Sandia Corporation Savings and Security Plan

Notes to Financial Statements

 

Notes Receivable from Participants

Participants may borrow from their accounts a minimum of $1,000 up to a maximum of the lesser of $50,000 less the highest loan balance in the past 12 months or 50% of their vested account balance. Loan terms range from 12 months to 56 months. The loans are secured by the balance in the participant’s account and bear interest at the prime rate at the date of the loan. Principal and interest are paid ratably through payroll deductions. A maximum of two loans are permitted at one time. Notes receivable from participants are measured at their unpaid principal balance plus any accrued but unpaid interest.

Plan Termination

While it has not expressed any intent to do so, the Corporation may terminate the Plan at any time upon submission of written notice to the investment custodian, subject to the provisions of ERISA and any applicable collective bargaining agreements. In the event of the Plan’s termination, participants will receive a payment equal to the total value of their accounts.

2. Summary of Significant Accounting Policies

Basis of Accounting

The financial statements are prepared on the accrual basis of accounting.

Investment contracts held by a defined-contribution plan are required to be reported at fair value. However, contract value is the relevant measurement attribute for that portion of the net assets available for benefits of a defined contribution plan attributable to fully benefit-responsive investment contracts because contract value is the amount participants would receive if they were to initiate permitted transactions under the terms of the Plan. The Plan invests in investment contracts through the Master Trust. The Statements of Net Assets Available for Benefits present the fair value of the interest in the Master Trust relating to fully benefit-responsive investment contracts as well as the adjustment of the interest in the Master Trust relating to fully benefit-responsive investment contracts from fair value to contract value. The Statement of Changes in Net Assets Available for Benefits is prepared on a contract value basis.

Use of Estimates

The preparation of financial statements in conformity with U.S. generally accepted accounting principles requires management to make estimates that affect the amounts reported in the financial statements and accompanying notes. Actual results could differ from those estimates.

Payment of Benefits

Benefits are recorded when paid.

Risks and Uncertainties

The Plan, through the Master Trust, invests in various investment securities. Investment securities are exposed to various risks such as interest rate, market, and credit risks. Due to the level of risk associated with certain investment securities, it is at least reasonably possible that changes in the values of investment securities will occur in the near term and that such changes could materially affect participants’ account balances and the amounts reported in the Statements of Net Assets Available for Benefits.
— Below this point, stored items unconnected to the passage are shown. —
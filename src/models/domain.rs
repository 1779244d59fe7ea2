use serde::{Deserialize, Serialize};
use std::collections::HashMap;
use std::fmt;

/// Normalized column names the matcher looks up
pub mod columns {
    pub const NAME: &str = "name";
    pub const BLOOD_GROUP: &str = "blood group";
    pub const AGE: &str = "age";
    pub const LOCATION: &str = "location";
    pub const TIMES_DONATED: &str = "number of times donated";

    /// Columns every donor row must carry to be ranked
    pub const REQUIRED: [&str; 3] = [NAME, BLOOD_GROUP, LOCATION];
}

/// The eight canonical ABO/Rh types accepted for a recipient
pub const BLOOD_GROUPS: [&str; 8] = ["A+", "A-", "B+", "B-", "AB+", "AB-", "O+", "O-"];

/// Number of positions in a [`FeatureVector`]
pub const FEATURE_COUNT: usize = 5;

/// One donor row, keyed by normalized (trimmed, lower-cased) column name
#[derive(Debug, Clone, PartialEq, Eq, Serialize, Deserialize)]
pub struct DonorRecord {
    /// Zero-based position of the row among the data rows of the table
    pub row: usize,
    /// One-based line in the source file
    pub line: usize,
    pub fields: HashMap<String, String>,
}

impl DonorRecord {
    /// Record whose line is inferred from a file with no blank lines
    pub fn new(row: usize, fields: HashMap<String, String>) -> Self {
        Self {
            row,
            line: row + 2,
            fields,
        }
    }

    pub fn with_line(mut self, line: usize) -> Self {
        self.line = line;
        self
    }

    /// Look up a field by its normalized column name
    pub fn get(&self, column: &str) -> Option<&str> {
        self.fields.get(column).map(String::as_str)
    }

    pub fn contains(&self, column: &str) -> bool {
        self.fields.contains_key(column)
    }
}

/// Donor record set plus the header it was read with
#[derive(Debug, Clone, Default, Serialize, Deserialize)]
pub struct DonorTable {
    pub columns: Vec<String>,
    pub records: Vec<DonorRecord>,
}

impl DonorTable {
    pub fn len(&self) -> usize {
        self.records.len()
    }

    pub fn is_empty(&self) -> bool {
        self.records.is_empty()
    }

    pub fn has_column(&self, column: &str) -> bool {
        self.columns.iter().any(|c| c == column)
    }

    /// Required columns absent from the header
    pub fn missing_required_columns(&self) -> Vec<String> {
        columns::REQUIRED
            .iter()
            .filter(|column| !self.has_column(column))
            .map(|column| column.to_string())
            .collect()
    }
}

/// A single recipient request
#[derive(Debug, Clone, PartialEq, Serialize, Deserialize)]
pub struct RecipientQuery {
    pub name: String,
    #[serde(rename = "bloodGroupNeeded")]
    pub blood_group_needed: String,
    #[serde(default)]
    pub age: Option<u32>,
    pub location: String,
    #[serde(default)]
    pub urgency: Option<u8>,
}

/// Positional model input for one (donor, recipient) pair
///
/// Order: compatibility, age gap, location match, donation count, urgency.
#[derive(Debug, Clone, Copy, PartialEq)]
pub struct FeatureVector(pub [f64; FEATURE_COUNT]);

impl FeatureVector {
    pub fn compatibility(&self) -> f64 {
        self.0[0]
    }

    pub fn age_gap(&self) -> f64 {
        self.0[1]
    }

    pub fn location_match(&self) -> f64 {
        self.0[2]
    }

    pub fn times_donated(&self) -> f64 {
        self.0[3]
    }

    pub fn urgency(&self) -> f64 {
        self.0[4]
    }

    pub fn as_slice(&self) -> &[f64] {
        &self.0
    }
}

/// Ranked recommendation entry
#[derive(Debug, Clone, PartialEq, Serialize, Deserialize)]
pub struct RankedMatch {
    #[serde(rename = "donorName")]
    pub donor_name: String,
    pub score: f64,
}

impl RankedMatch {
    pub fn new(donor_name: impl Into<String>, score: f64) -> Self {
        Self {
            donor_name: donor_name.into(),
            score,
        }
    }

    /// Score rounded to two decimals for display
    pub fn display_score(&self) -> String {
        format!("{:.2}", self.score)
    }
}

impl fmt::Display for RankedMatch {
    fn fmt(&self, f: &mut fmt::Formatter<'_>) -> fmt::Result {
        write!(f, "{}: {:.2}", self.donor_name, self.score)
    }
}

/// Donor row that was left out of a ranking under the skip policy
#[derive(Debug, Clone, PartialEq, Serialize, Deserialize)]
pub struct SkippedRow {
    pub line: usize,
    pub reason: String,
}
Investment Valuation and Income Recognition

Investments in the Master Trust are reported at fair value. Fair value is the price that would have been received to sell an asset or paid to transfer a liability in an orderly transaction between market participants at the measurement date. See Note 4 for additional disclosure of fair value measurements.

Purchases and sales of securities in the Master Trust are recorded on a trade-date basis. Interest income is recorded on the accrual basis. Dividends are recorded on the ex-dividend date. Net realized and unrealized gain/loss on investments bought and sold as well as held during the year are included in net investment gain from the Master Trust on the Statement of Changes in Net Assets Available for Benefits.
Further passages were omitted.